Study material:
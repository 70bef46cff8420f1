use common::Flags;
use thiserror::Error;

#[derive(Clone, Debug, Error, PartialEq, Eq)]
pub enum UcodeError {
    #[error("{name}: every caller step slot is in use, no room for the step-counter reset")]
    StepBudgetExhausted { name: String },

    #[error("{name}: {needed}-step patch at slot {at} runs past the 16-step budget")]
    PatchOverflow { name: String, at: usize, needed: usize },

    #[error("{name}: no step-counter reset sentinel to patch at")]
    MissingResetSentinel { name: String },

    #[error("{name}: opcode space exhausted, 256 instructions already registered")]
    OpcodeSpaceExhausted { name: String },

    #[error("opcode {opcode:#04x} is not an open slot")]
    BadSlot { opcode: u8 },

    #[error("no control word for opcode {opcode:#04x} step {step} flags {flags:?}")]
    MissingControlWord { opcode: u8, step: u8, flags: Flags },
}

Aim of the task:
Every line in the data that includes the word "counter" should be counted, and only the resulting number given.

Exercise response:
2